Editorial Cartoon by Graeme MacKay, The Hamilton Spectator – Wednesday October 19, 2021
With election looming, Doug Ford’s PCs pitch themselves as a party on the side of workers
With Ontario’s provincial election looming next spring, Premier Doug Ford’s Progressive Conservatives are presenting themselves as a party that is on the side of workers.
It’s a political makeover that will likely to be a tough sell for Ford and his PCs.
Ford came to power in 2018 on a crusade to make Ontario “open for business.” One of his government’s first bills froze the minimum wage, scrapped a requirement that employers give all staff at least two paid sick days and ended measures that made it easier for some workers to join a union.
But now Ford is clearly making a fresh pitch to win favour with workers.
“We’ve always been for the front-line hard-working union people,” Ford told a news conference in Windsor on Monday. “I will break a brick wall down to support them.”
Ford’s Minister of Labour, Training and Skills Development, Monte McNaughton, also aimed for a pro-worker tone in a recent speech to the Provincial Building and Construction Trades Council, an umbrella group of unions representing plumbers, electricians, bricklayers and other skilled tradespeople.
“We’re on your side,” McNaughton told the gathering of about 300 union officials in Toronto last Thursday. “There’s no bigger champion out there for tradespeople than Premier Ford.”
McNaughton went on to voice concern for “workers in Ontario being taken advantage of by some bad actors and bad corporations.” He talked of the plight of workers “making well below the minimum wage without pay stubs or transparency on how their work is assigned.”
Conservative governments “got it wrong” for decades with their approach to the labour movement, he said in the speech.

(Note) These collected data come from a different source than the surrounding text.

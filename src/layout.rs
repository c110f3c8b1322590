//! Board geometry: cell placement and piece dimensions in scene space.
//!
//! The board lies in the x/y plane centered on the origin. Cells are
//! addressed in row-major order, with rows running top (+y) to bottom
//! (-y) and columns left (-x) to right (+x).

use crate::position::Position;
use glam::{Vec2, Vec3};

/// Height of piece meshes above the board plane.
pub const PIECE_Z: f32 = 0.5;
/// Height of the winning-line overlay, above the pieces.
pub const WINNING_LINE_Z: f32 = 0.6;
/// Depth of the base plane, behind the cell planes.
pub const BASE_PLANE_Z: f32 = -0.1;
/// Extra width of the base plane beyond the board extent.
pub const BASE_PLANE_MARGIN: f32 = 2.0;
/// Radius of the cylindrical bars forming an X piece.
pub const X_BAR_RADIUS: f32 = 0.2;
/// Center radius of the torus forming an O piece.
pub const O_RING_RADIUS: f32 = 0.8;
/// Tube radius of the torus forming an O piece.
pub const O_RING_TUBE: f32 = 0.2;

/// Cell sizing for the 3x3 grid.
#[derive(Debug, Clone, Copy, PartialEq, derive_new::new)]
pub struct BoardLayout {
    /// Side length of one cell plane.
    cell_size: f32,
    /// Gap between adjacent cells.
    gap: f32,
}

impl Default for BoardLayout {
    fn default() -> Self {
        Self {
            cell_size: 2.0,
            gap: 0.1,
        }
    }
}

impl BoardLayout {
    /// Side length of one cell plane.
    pub fn cell_size(&self) -> f32 {
        self.cell_size
    }

    /// Center of the given cell on the board plane.
    pub fn cell_center(&self, pos: Position) -> Vec2 {
        let pitch = self.cell_size + self.gap;
        Vec2::new(
            (pos.col() as f32 - 1.0) * pitch,
            (1.0 - pos.row() as f32) * pitch,
        )
    }

    /// Total board side length: three cells plus two gaps.
    pub fn extent(&self) -> f32 {
        self.cell_size * 3.0 + self.gap * 2.0
    }

    /// Length of the bars forming an X piece.
    pub fn x_bar_length(&self) -> f32 {
        self.cell_size * 1.2
    }

    /// Endpoints of the four boundary lines separating the cells:
    /// two vertical, two horizontal, on the board plane.
    pub fn frame_lines(&self) -> [[Vec3; 2]; 4] {
        let pitch = self.cell_size + self.gap;
        let half = self.extent() / 2.0;
        [
            [Vec3::new(-pitch, half, 0.0), Vec3::new(-pitch, -half, 0.0)],
            [Vec3::new(pitch, half, 0.0), Vec3::new(pitch, -half, 0.0)],
            [Vec3::new(-half, -pitch, 0.0), Vec3::new(half, -pitch, 0.0)],
            [Vec3::new(-half, pitch, 0.0), Vec3::new(half, pitch, 0.0)],
        ]
    }
}

#[cfg(test)]
mod tests {
    use super::*;

    #[test]
    fn test_center_cell_at_origin() {
        let layout = BoardLayout::default();
        assert_eq!(layout.cell_center(Position::Center), Vec2::ZERO);
    }

    #[test]
    fn test_corner_cells() {
        let layout = BoardLayout::default();
        let top_left = layout.cell_center(Position::TopLeft);
        assert!((top_left.x - -2.1).abs() < 1e-6);
        assert!((top_left.y - 2.1).abs() < 1e-6);

        let bottom_right = layout.cell_center(Position::BottomRight);
        assert!((bottom_right.x - 2.1).abs() < 1e-6);
        assert!((bottom_right.y - -2.1).abs() < 1e-6);
    }

    #[test]
    fn test_extent() {
        let layout = BoardLayout::default();
        assert!((layout.extent() - 6.2).abs() < 1e-6);
    }

    #[test]
    fn test_frame_lines_span_board() {
        let layout = BoardLayout::default();
        let half = layout.extent() / 2.0;
        for [start, end] in layout.frame_lines() {
            let length = (end - start).length();
            assert!((length - half * 2.0).abs() < 1e-6);
        }
    }
}
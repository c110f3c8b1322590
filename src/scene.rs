//! Scene-object ownership and reconciliation.
//!
//! The synchronizer is the sole owner of every tagged scene object.
//! On each state transition it disposes stale objects and creates
//! fresh ones, so the 3D scene always matches the abstract board
//! state and no graphics resources outlive their objects.

use crate::backend::{
    CrossBarsParams, LineParams, PlaneParams, RenderBackend, RingParams, SceneHandle,
};
use crate::layout::{
    BoardLayout, BASE_PLANE_MARGIN, BASE_PLANE_Z, O_RING_RADIUS, O_RING_TUBE, PIECE_Z,
    WINNING_LINE_Z, X_BAR_RADIUS,
};
use crate::palette::{Palette, WINNING_LINE_COLOR};
use crate::position::Position;
use crate::types::{Board, GameStatus, Player, Square};
use tracing::{debug, instrument, warn};

/// Logical role of a tagged scene object.
#[derive(Debug, Clone, Copy, PartialEq, Eq)]
pub enum SceneRole {
    /// One of the 9 pickable cell planes.
    GridCell(Position),
    /// Structural grid geometry: boundary lines and the base plane.
    GridFrame,
    /// A placed X or O piece.
    Piece(Position),
    /// The accent line through the three winning cells.
    WinningLine,
}

impl SceneRole {
    /// True for grid geometry rebuilt on theme or round changes.
    pub fn is_grid(&self) -> bool {
        matches!(self, SceneRole::GridCell(_) | SceneRole::GridFrame)
    }

    /// True for objects recreated on every board change.
    pub fn is_board_state(&self) -> bool {
        matches!(self, SceneRole::Piece(_) | SceneRole::WinningLine)
    }
}

/// A live scene object: backend handle plus its logical role.
#[derive(Debug, Clone, Copy, PartialEq, Eq)]
pub struct SceneObject {
    handle: SceneHandle,
    role: SceneRole,
}

impl SceneObject {
    /// Backend handle of this object.
    pub fn handle(&self) -> SceneHandle {
        self.handle
    }

    /// Logical role of this object.
    pub fn role(&self) -> SceneRole {
        self.role
    }
}

/// Owns and reconciles all tagged scene objects.
///
/// No other component may add or remove tagged objects; picking reads
/// the grid-cell handles through [`SceneSynchronizer::grid_cells`].
#[derive(Debug)]
pub struct SceneSynchronizer<B> {
    backend: B,
    layout: BoardLayout,
    objects: Vec<SceneObject>,
}

impl<B: RenderBackend> SceneSynchronizer<B> {
    /// Creates a synchronizer over the given backend. The scene is
    /// empty until the first [`rebuild_grid`](Self::rebuild_grid).
    pub fn new(backend: B, layout: BoardLayout) -> Self {
        Self {
            backend,
            layout,
            objects: Vec::new(),
        }
    }

    /// Read access to the backend, for picking.
    pub fn backend(&self) -> &B {
        &self.backend
    }

    /// Mutable access to the backend, for resize notifications.
    pub fn backend_mut(&mut self) -> &mut B {
        &mut self.backend
    }

    /// The board layout objects are placed with.
    pub fn layout(&self) -> BoardLayout {
        self.layout
    }

    /// Disposes every grid and winning-line object, then constructs
    /// the 9 tagged cell planes, the 4 boundary lines, and the base
    /// plane with the given palette.
    ///
    /// Must run on every theme change and round start: cell materials
    /// are theme-specific, so old instances are destroyed and replaced
    /// rather than recolored in place.
    #[instrument(skip(self, palette))]
    pub fn rebuild_grid(&mut self, palette: &Palette) {
        self.retire(|role| role.is_grid() || role == SceneRole::WinningLine);

        let cell = self.layout.cell_size();
        for pos in Position::ALL {
            let center = self.layout.cell_center(pos);
            let handle = self.backend.create_plane(PlaneParams::new(
                cell,
                cell,
                center.extend(0.0),
                *palette.cell(),
            ));
            self.objects.push(SceneObject {
                handle,
                role: SceneRole::GridCell(pos),
            });
        }

        for [start, end] in self.layout.frame_lines() {
            let handle = self
                .backend
                .create_line(LineParams::new(vec![start, end], *palette.line()));
            self.objects.push(SceneObject {
                handle,
                role: SceneRole::GridFrame,
            });
        }

        let base_size = self.layout.extent() + BASE_PLANE_MARGIN;
        let handle = self.backend.create_plane(PlaneParams::new(
            base_size,
            base_size,
            glam::Vec3::new(0.0, 0.0, BASE_PLANE_Z),
            *palette.base(),
        ));
        self.objects.push(SceneObject {
            handle,
            role: SceneRole::GridFrame,
        });

        debug!(objects = self.objects.len(), "grid rebuilt");
    }

    /// Disposes every piece and winning-line object, then recreates
    /// pieces for each occupied square and, on a win, the accent line
    /// through the three winning cells.
    ///
    /// Requires the grid for the current theme to be in place, since
    /// pieces share the grid's coordinate system.
    #[instrument(skip(self, board, status, palette))]
    pub fn sync_pieces(&mut self, board: &Board, status: &GameStatus, palette: &Palette) {
        if self.grid_cell_count() != 9 {
            warn!(
                grid_cells = self.grid_cell_count(),
                "syncing pieces without a complete grid"
            );
        }

        self.retire(|role| role.is_board_state());

        for pos in Position::ALL {
            let player = match board.get(pos) {
                Square::Occupied(player) => player,
                Square::Empty => continue,
            };
            let center = self.layout.cell_center(pos).extend(PIECE_Z);
            let handle = match player {
                Player::X => self.backend.create_cross_bars(CrossBarsParams::new(
                    X_BAR_RADIUS,
                    self.layout.x_bar_length(),
                    center,
                    *palette.x_piece(),
                )),
                Player::O => self.backend.create_ring(RingParams::new(
                    O_RING_RADIUS,
                    O_RING_TUBE,
                    center,
                    *palette.o_piece(),
                )),
            };
            self.objects.push(SceneObject {
                handle,
                role: SceneRole::Piece(pos),
            });
        }

        if let GameStatus::Won(_, line) = status {
            let points = line
                .iter()
                .map(|pos| self.layout.cell_center(*pos).extend(WINNING_LINE_Z))
                .collect();
            let handle = self
                .backend
                .create_line(LineParams::new(points, WINNING_LINE_COLOR));
            self.objects.push(SceneObject {
                handle,
                role: SceneRole::WinningLine,
            });
        }

        debug!(
            pieces = self.piece_count(),
            winning_line = self.winning_line_count(),
            "pieces synced"
        );
    }

    /// The 9 pickable cell handles with their positions.
    ///
    /// This is the explicit set ray picking intersects against; piece
    /// and line handles are never part of it.
    pub fn grid_cells(&self) -> Vec<(SceneHandle, Position)> {
        self.objects
            .iter()
            .filter_map(|obj| match obj.role {
                SceneRole::GridCell(pos) => Some((obj.handle, pos)),
                _ => None,
            })
            .collect()
    }

    /// All live tagged objects.
    pub fn objects(&self) -> &[SceneObject] {
        &self.objects
    }

    /// Count of live grid-cell objects.
    pub fn grid_cell_count(&self) -> usize {
        self.count(|role| matches!(role, SceneRole::GridCell(_)))
    }

    /// Count of live piece objects.
    pub fn piece_count(&self) -> usize {
        self.count(|role| matches!(role, SceneRole::Piece(_)))
    }

    /// Count of live winning-line objects.
    pub fn winning_line_count(&self) -> usize {
        self.count(|role| matches!(role, SceneRole::WinningLine))
    }

    fn count(&self, pred: impl Fn(&SceneRole) -> bool) -> usize {
        self.objects.iter().filter(|obj| pred(&obj.role)).count()
    }

    /// Disposes and forgets every object matching the predicate.
    /// Resources are released before the handle is dropped from the
    /// active set.
    fn retire(&mut self, pred: impl Fn(SceneRole) -> bool) {
        let (stale, keep): (Vec<_>, Vec<_>) =
            self.objects.drain(..).partition(|obj| pred(obj.role));
        for obj in &stale {
            self.backend.dispose(obj.handle);
        }
        self.objects = keep;
    }
}
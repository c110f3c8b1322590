//! Board rules: win detection, draw detection, and move legality.

mod draw;
mod win;

pub use draw::is_full;
pub use win::check_winner;

use crate::position::Position;
use crate::types::{Board, GameStatus};
use tracing::instrument;

/// Evaluates the board to its current game status.
///
/// Win detection takes precedence over draw detection: a full board
/// with a completed line is a win, not a draw.
#[instrument]
pub fn evaluate(board: &Board) -> GameStatus {
    if let Some((player, line)) = check_winner(board) {
        GameStatus::Won(player, line)
    } else if is_full(board) {
        GameStatus::Draw
    } else {
        GameStatus::InProgress
    }
}

/// Checks whether a move at the given position is legal.
///
/// A move is legal iff the game has no terminal result yet and the
/// target square is empty.
pub fn is_legal(board: &Board, status: &GameStatus, pos: Position) -> bool {
    !status.is_terminal() && board.is_empty(pos)
}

“We’re taking a different path,” McNaughton said. “Not every conservative agrees with me, but we’re not going to slow down.”
The idea of Ford’s party standing up for workers against big business is being met with skepticism by the PCs’ political opponents.

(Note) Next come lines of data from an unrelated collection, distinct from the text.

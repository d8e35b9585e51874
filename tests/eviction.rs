#[path = "common/mod.rs"]
mod common;

use std::collections::HashSet;
use std::sync::Arc;

use common::{make_contact, NetworkRegistry, TestNode};
use kadmesh::{DhtConfig, DhtError, NodeId};
use tokio::time::{sleep, timeout, Duration, Instant};

/// Node ids 0x8000_0000.. all land in bucket 63 of a node with the zero id.
const FAR: u32 = 0x8000_0000;

async fn full_bucket(registry: &Arc<NetworkRegistry>) -> (TestNode, TestNode, TestNode) {
    let main = TestNode::new(registry.clone(), 0, 2, 3).await;
    let first = TestNode::new(registry.clone(), FAR, 2, 3).await;
    let second = TestNode::new(registry.clone(), FAR + 1, 2, 3).await;

    main.node
        .observe_contact(first.contact())
        .await
        .expect("bucket has room");
    main.node
        .observe_contact(second.contact())
        .await
        .expect("bucket has room");
    (main, first, second)
}

async fn bucket_ids(node: &TestNode) -> HashSet<NodeId> {
    node.node.contacts().await.into_iter().map(|c| c.id).collect()
}

#[tokio::test]
async fn full_bucket_with_live_contacts_rejects_newcomer() {
    let registry = Arc::new(NetworkRegistry::default());
    let (main, first, second) = full_bucket(&registry).await;
    let newcomer = TestNode::new(registry.clone(), FAR + 2, 2, 3).await;

    let err = main
        .node
        .observe_contact(newcomer.contact())
        .await
        .unwrap_err();
    assert!(matches!(err, DhtError::BucketFull { index: 63 }));

    let ids = bucket_ids(&main).await;
    assert_eq!(ids, HashSet::from([first.id(), second.id()]));
    assert_eq!(main.network.ping_calls().await, vec![first.id()]);
}

#[tokio::test]
async fn unreachable_oldest_contact_is_replaced() {
    let registry = Arc::new(NetworkRegistry::default());
    let (main, first, second) = full_bucket(&registry).await;
    let newcomer = TestNode::new(registry.clone(), FAR + 2, 2, 3).await;

    main.network.set_failure(first.id(), true).await;
    main.node
        .observe_contact(newcomer.contact())
        .await
        .expect("dead contact is evicted");

    let ids = bucket_ids(&main).await;
    assert_eq!(ids, HashSet::from([second.id(), newcomer.id()]));
}

#[tokio::test]
async fn refreshed_contact_is_not_the_eviction_candidate() {
    let registry = Arc::new(NetworkRegistry::default());
    let (main, first, second) = full_bucket(&registry).await;

    // `first` is re-sighted, so `second` becomes the least recently seen.
    main.node
        .observe_contact(first.contact())
        .await
        .expect("refresh");
    main.network.set_failure(second.id(), true).await;

    let newcomer = make_contact(FAR + 5);
    main.node
        .observe_contact(newcomer.clone())
        .await
        .expect("second is evicted");

    assert_eq!(main.network.ping_calls().await, vec![second.id()]);
    let ids = bucket_ids(&main).await;
    assert_eq!(ids, HashSet::from([first.id(), newcomer.id]));
}

#[tokio::test(start_paused = true)]
async fn probe_slower_than_timeout_counts_as_unreachable() {
    let registry = Arc::new(NetworkRegistry::default());
    let (main, first, second) = full_bucket(&registry).await;
    let newcomer = make_contact(FAR + 2);

    main.network
        .set_latency(first.id(), Duration::from_secs(10))
        .await;
    let start = Instant::now();
    main.node
        .observe_contact(newcomer.clone())
        .await
        .expect("timed out probe evicts");

    assert!(start.elapsed() < Duration::from_secs(1));
    let ids = bucket_ids(&main).await;
    assert_eq!(ids, HashSet::from([second.id(), newcomer.id]));
}

#[tokio::test(start_paused = true)]
async fn slow_probe_does_not_block_other_insertions() {
    let registry = Arc::new(NetworkRegistry::default());
    let config = DhtConfig {
        id_bits: 64,
        k: 2,
        probe_timeout_ms: 20_000,
        ..DhtConfig::default()
    };
    let main = TestNode::with_config(registry.clone(), make_contact(0), config).await;
    let first = TestNode::new(registry.clone(), FAR, 2, 3).await;
    let second = TestNode::new(registry.clone(), FAR + 1, 2, 3).await;
    for peer in [&first, &second] {
        main.node
            .observe_contact(peer.contact())
            .await
            .expect("bucket has room");
    }
    main.network
        .set_latency(first.id(), Duration::from_secs(10))
        .await;

    let start = Instant::now();
    let node = main.node.clone();
    let newcomer = make_contact(FAR + 2);
    let pending = tokio::spawn(async move { node.observe_contact(newcomer).await });
    tokio::task::yield_now().await;

    let elsewhere = make_contact(0x0000_0100);
    main.node
        .observe_contact(elsewhere)
        .await
        .expect("other bucket is independent");
    main.node
        .observe_contact(second.contact())
        .await
        .expect("refresh in the probed bucket");
    assert!(start.elapsed() < Duration::from_secs(1));

    let result = pending.await.expect("task completes");
    assert!(matches!(result, Err(DhtError::BucketFull { index: 63 })));
    assert!(start.elapsed() >= Duration::from_secs(10));
    assert_eq!(main.node.contacts().await.len(), 3);
}

#[tokio::test(start_paused = true)]
async fn pinged_peer_answers_while_probing_its_own_full_bucket() {
    let registry = Arc::new(NetworkRegistry::default());
    let (main, first, second) = full_bucket(&registry).await;

    // `main` falls into a full bucket of `first` whose eviction candidate
    // answers far slower than the probe timeout.
    let stale = make_contact(0x1);
    first
        .node
        .observe_contact(stale.clone())
        .await
        .expect("bucket has room");
    first
        .node
        .observe_contact(make_contact(0x2))
        .await
        .expect("bucket has room");
    first
        .network
        .set_latency(stale.id, Duration::from_secs(10))
        .await;
    main.network
        .set_latency(first.id(), Duration::from_millis(5))
        .await;

    let err = main
        .node
        .observe_contact(make_contact(FAR + 2))
        .await
        .unwrap_err();
    assert!(matches!(err, DhtError::BucketFull { index: 63 }));
    assert_eq!(
        bucket_ids(&main).await,
        HashSet::from([first.id(), second.id()])
    );

    // `first` finishes its own eviction in the background.
    sleep(Duration::from_secs(1)).await;
    let known = bucket_ids(&first).await;
    assert!(known.contains(&main.id()));
    assert!(!known.contains(&stale.id));
}

#[tokio::test(start_paused = true)]
async fn cancelled_eviction_leaves_bucket_intact() {
    let registry = Arc::new(NetworkRegistry::default());
    let (main, first, second) = full_bucket(&registry).await;
    main.network
        .set_latency(first.id(), Duration::from_secs(10))
        .await;

    let attempt = timeout(
        Duration::from_millis(100),
        main.node.observe_contact(make_contact(FAR + 2)),
    )
    .await;
    assert!(attempt.is_err(), "eviction should still be probing");
    assert_eq!(
        bucket_ids(&main).await,
        HashSet::from([first.id(), second.id()])
    );

    main.network.set_failure(first.id(), true).await;
    let newcomer = make_contact(FAR + 3);
    main.node
        .observe_contact(newcomer.clone())
        .await
        .expect("later eviction still works");
    assert_eq!(
        bucket_ids(&main).await,
        HashSet::from([second.id(), newcomer.id])
    );
}

#[tokio::test]
async fn node_rejects_its_own_contact() {
    let registry = Arc::new(NetworkRegistry::default());
    let main = TestNode::new(registry.clone(), 7, 2, 3).await;

    let err = main
        .node
        .observe_contact(main.contact())
        .await
        .unwrap_err();
    assert!(matches!(err, DhtError::SelfContact));
    assert!(main.node.contacts().await.is_empty());
}
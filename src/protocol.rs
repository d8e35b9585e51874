//! DHT protocol message definitions.
//!
//! Every exchange is one [`Rpc`] request answered by one [`Rpc`] reply. Both
//! carry the sender's contact so the receiving side can record a sighting.

use serde::{Deserialize, Serialize};

use crate::core::{Contact, Message, NodeId};

/// An RPC envelope.
#[derive(Clone, Debug, Serialize, Deserialize)]
pub struct Rpc {
    /// The sender's contact information.
    pub from: Contact,
    pub kind: RpcKind,
}

#[derive(Clone, Debug, Serialize, Deserialize)]
#[serde(tag = "type", rename_all = "snake_case")]
pub enum RpcKind {
    /// Liveness check.
    Ping,
    /// Reply to [`RpcKind::Ping`].
    Pong,
    /// Ask for the closest known contacts to `target`.
    FindNode { target: NodeId },
    /// Reply to [`RpcKind::FindNode`].
    Nodes { nodes: Vec<Contact> },
    /// Hand a message to its receiver.
    Deliver { message: Message },
    /// Reply to [`RpcKind::Deliver`].
    Ack,
    /// The request was understood but refused.
    Error { reason: String },
}

impl Rpc {
    pub fn new(from: Contact, kind: RpcKind) -> Self {
        Self { from, kind }
    }
}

“They can kiss up to the unions if they want, but it’s their actions that make a difference,” NDP Leader Andrea Horwath told reporters on Monday at Queen’s Park.

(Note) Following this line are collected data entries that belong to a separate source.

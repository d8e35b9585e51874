//! Length-prefixed frames: a little-endian `u32` length, then the payload.

use anyhow::{bail, Result};
use tokio::io::{AsyncRead, AsyncReadExt, AsyncWrite, AsyncWriteExt};

/// Largest payload accepted from a peer.
pub const MAX_FRAME_LEN: usize = 1024 * 1024;

pub async fn write_frame<W>(stream: &mut W, data: &[u8]) -> Result<()>
where
    W: AsyncWrite + Unpin,
{
    if data.len() > MAX_FRAME_LEN {
        bail!("frame of {} bytes exceeds the {MAX_FRAME_LEN} byte limit", data.len());
    }
    let len = data.len() as u32;
    stream.write_u32_le(len).await?;
    stream.write_all(data).await?;
    stream.flush().await?;
    Ok(())
}

/// Read one frame. `Ok(None)` means the peer closed the stream before sending one.
pub async fn read_frame<R>(stream: &mut R) -> Result<Option<Vec<u8>>>
where
    R: AsyncRead + Unpin,
{
    let len = match stream.read_u32_le().await {
        Ok(v) => v as usize,
        Err(e) if e.kind() == std::io::ErrorKind::UnexpectedEof => {
            return Ok(None);
        }
        Err(e) => return Err(e.into()),
    };
    if len > MAX_FRAME_LEN {
        bail!("peer announced a {len} byte frame, limit is {MAX_FRAME_LEN}");
    }

    let mut buf = vec![0u8; len];
    stream.read_exact(&mut buf).await?;
    Ok(Some(buf))
}
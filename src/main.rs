//! Interactive kadmesh peer.
//!
//! Starts a node listening on TCP, bootstraps it from known peer addresses,
//! and sends the lines typed on stdin as messages.
//!
//! # Usage
//!
//! ```bash
//! cargo run -- --listen 127.0.0.1:8001
//! cargo run -- --listen 127.0.0.1:8002 --bootstrap 127.0.0.1:8001
//! ```
//!
//! Stdin commands:
//!
//! - `<addr> <text>` sends `<text>` to the peer listening on `<addr>`
//! - `/peers` lists the routing table
//! - `/inbox` lists received messages
//! - `/stats` prints a telemetry snapshot

use std::path::PathBuf;
use std::sync::Arc;

use anyhow::{Context, Result};
use clap::Parser;
use tokio::io::{AsyncBufReadExt, BufReader};
use tokio::net::TcpListener;
use tracing::{error, info, warn};
use tracing_subscriber::EnvFilter;

use kadmesh::{derive_node_id, id_hex, serve, Contact, DhtConfig, DhtNode, TcpNetwork};

/// CLI arguments for a kadmesh peer.
#[derive(Parser, Debug)]
#[command(version, about)]
struct Args {
    /// Address to accept peer connections on
    #[arg(long, default_value = "127.0.0.1:8001")]
    listen: String,
    /// Address of a peer to bootstrap from (repeatable)
    #[arg(long = "bootstrap")]
    bootstrap: Vec<String>,
    /// TOML configuration file
    #[arg(long)]
    config: Option<PathBuf>,
    /// Bucket capacity, overrides the configuration file
    #[arg(long)]
    k: Option<usize>,
    /// Lookup parallelism, overrides the configuration file
    #[arg(long)]
    alpha: Option<usize>,
    /// Identifier width in bits, overrides the configuration file
    #[arg(long)]
    id_bits: Option<usize>,
}

impl Args {
    fn dht_config(&self) -> Result<DhtConfig> {
        let mut config = match &self.config {
            Some(path) => DhtConfig::load(path)?,
            None => DhtConfig::default(),
        };
        if let Some(k) = self.k {
            config.k = k;
        }
        if let Some(alpha) = self.alpha {
            config.alpha = alpha;
        }
        if let Some(id_bits) = self.id_bits {
            config.id_bits = id_bits;
        }
        config.validate()?;
        Ok(config)
    }
}

/// The contact for a peer known only by address; its id is derived from it.
fn contact_for(addr: &str, id_bits: usize) -> Contact {
    Contact::new(derive_node_id(addr.as_bytes(), id_bits), addr)
}

#[tokio::main]
async fn main() -> Result<()> {
    tracing_subscriber::fmt()
        .with_env_filter(
            EnvFilter::try_from_default_env().unwrap_or_else(|_| EnvFilter::new("info")),
        )
        .init();

    let args = Args::parse();
    let config = args.dht_config()?;

    let listener = TcpListener::bind(&args.listen)
        .await
        .with_context(|| format!("binding {}", args.listen))?;
    let addr = listener.local_addr()?.to_string();
    let self_contact = contact_for(&addr, config.id_bits);

    info!(
        id = %id_hex(&self_contact.id),
        %addr,
        k = config.k,
        alpha = config.alpha,
        id_bits = config.id_bits,
        "node started"
    );

    let network = TcpNetwork::new(self_contact.clone(), config.connect_timeout());
    let id_bits = config.id_bits;
    let node = Arc::new(DhtNode::new(self_contact, network, config)?);

    let server_node = node.clone();
    tokio::spawn(async move {
        if let Err(err) = serve(server_node, listener).await {
            error!("server stopped: {err:?}");
        }
    });

    if !args.bootstrap.is_empty() {
        let seeds = args
            .bootstrap
            .iter()
            .map(|addr| contact_for(addr, id_bits))
            .collect();
        node.bootstrap(seeds).await;
    }

    let mut lines = BufReader::new(tokio::io::stdin()).lines();
    while let Some(line) = lines.next_line().await? {
        let line = line.trim();
        match line {
            "" => continue,
            "/peers" => {
                for contact in node.contacts().await {
                    println!("{}  {}", id_hex(&contact.id), contact.addr);
                }
            }
            "/inbox" => {
                for message in node.messages().await {
                    println!("[{}] {}", id_hex(&message.sender), message.content);
                }
            }
            "/stats" => {
                let snapshot = node.telemetry_snapshot().await;
                println!(
                    "contacts={}, buckets={}, k={}, alpha={}, id_bits={}, messages={}",
                    snapshot.contacts,
                    snapshot.non_empty_buckets,
                    snapshot.bucket_capacity,
                    snapshot.concurrency,
                    snapshot.id_bits,
                    snapshot.messages,
                );
            }
            _ => {
                let Some((peer, text)) = line.split_once(char::is_whitespace) else {
                    warn!("expected `<addr> <text>`");
                    continue;
                };
                let target = derive_node_id(peer.as_bytes(), id_bits);
                match node.send_message(text.trim(), target).await {
                    Ok(message) => info!(to = %peer, id = %message.id, "sent"),
                    Err(err) => warn!(to = %peer, "send failed: {err}"),
                }
            }
        }
    }
    Ok(())
}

“Actions speak louder than words, and we’ve seen this government have a very anti-worker agenda all the way along.”
Liberal Leader Steven Del Duca similarly questioned whether the Conservatives will back up what they say with meaningful action.
Patty Coates, president of the Ontario Federation of Labour, which represents more than one million unionized workers, dismisses what the PCs are saying as empty platitudes.
“It’s election time,” said Coates in an interview, adding that Ford is “rebranding himself as a friend of labour, and he believes that people will forget.” (CBC)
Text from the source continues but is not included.